Exercise directions
From the entries below, pull out each line where "custom" appears.

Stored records
-------------------------

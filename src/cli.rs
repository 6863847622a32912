use clap::Parser;
use std::path::PathBuf;

/// Schema-driven mock JSON data service
#[derive(Parser, Debug, Clone)]
#[command(name = "tyche", version, about, long_about = None)]
pub struct Cli {
    /// Path to the configuration file
    #[arg(short, long, env = "TYCHE_CONFIG", default_value = "tyche.toml")]
    pub config: PathBuf,

    /// Server host address
    #[arg(long, env = "TYCHE_HOST")]
    pub host: Option<String>,

    /// Server port
    #[arg(long, env = "TYCHE_PORT")]
    pub port: Option<u16>,

    /// File user-saved templates are persisted to
    #[arg(long, env = "TYCHE_TEMPLATES_PATH")]
    pub templates_path: Option<PathBuf>,

    /// Upper clamp for the per-request record count
    #[arg(long, env = "TYCHE_MAX_RECORDS")]
    pub max_records: Option<usize>,
}

#[cfg(test)]
mod tests {
    use super::*;

    #[test]
    fn test_cli_defaults() {
        let cli = Cli::parse_from(["tyche"]);
        assert_eq!(cli.config, PathBuf::from("tyche.toml"));
        assert!(cli.host.is_none());
        assert!(cli.port.is_none());
        assert!(cli.templates_path.is_none());
        assert!(cli.max_records.is_none());
    }

    #[test]
    fn test_cli_with_args() {
        let cli = Cli::parse_from([
            "tyche",
            "--config",
            "custom.toml",
            "--host",
            "0.0.0.0",
            "--port",
            "8080",
            "--templates-path",
            "/var/lib/tyche/templates.json",
            "--max-records",
            "50",
        ]);
        assert_eq!(cli.config, PathBuf::from("custom.toml"));
        assert_eq!(cli.host, Some("0.0.0.0".to_string()));
        assert_eq!(cli.port, Some(8080));
        assert_eq!(
            cli.templates_path,
            Some(PathBuf::from("/var/lib/tyche/templates.json"))
        );
        assert_eq!(cli.max_records, Some(50));
    }
}
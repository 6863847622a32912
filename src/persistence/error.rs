//! Persistence layer error types

use thiserror::Error;

/// Errors that can occur in the template store
#[derive(Debug, Error)]
pub enum PersistenceError {
    /// Template not found
    #[error("Template not found: '{id}'")]
    NotFound { id: String },

    /// Filesystem error while reading or writing the store file
    #[error("Store I/O error: {0}")]
    Io(#[from] std::io::Error),

    /// Serialization/deserialization error
    #[error("Serialization error: {0}")]
    Json(#[from] serde_json::Error),
}

impl PersistenceError {
    /// Convert to HTTP status code for API responses
    pub fn status_code(&self) -> axum::http::StatusCode {
        use axum::http::StatusCode;
        match self {
            Self::NotFound { .. } => StatusCode::NOT_FOUND,
            Self::Json(_) => StatusCode::BAD_REQUEST,
            Self::Io(_) => StatusCode::INTERNAL_SERVER_ERROR,
        }
    }
}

-------------------------

Task response
            "custom.toml",
        assert_eq!(cli.config, PathBuf::from("custom.toml"));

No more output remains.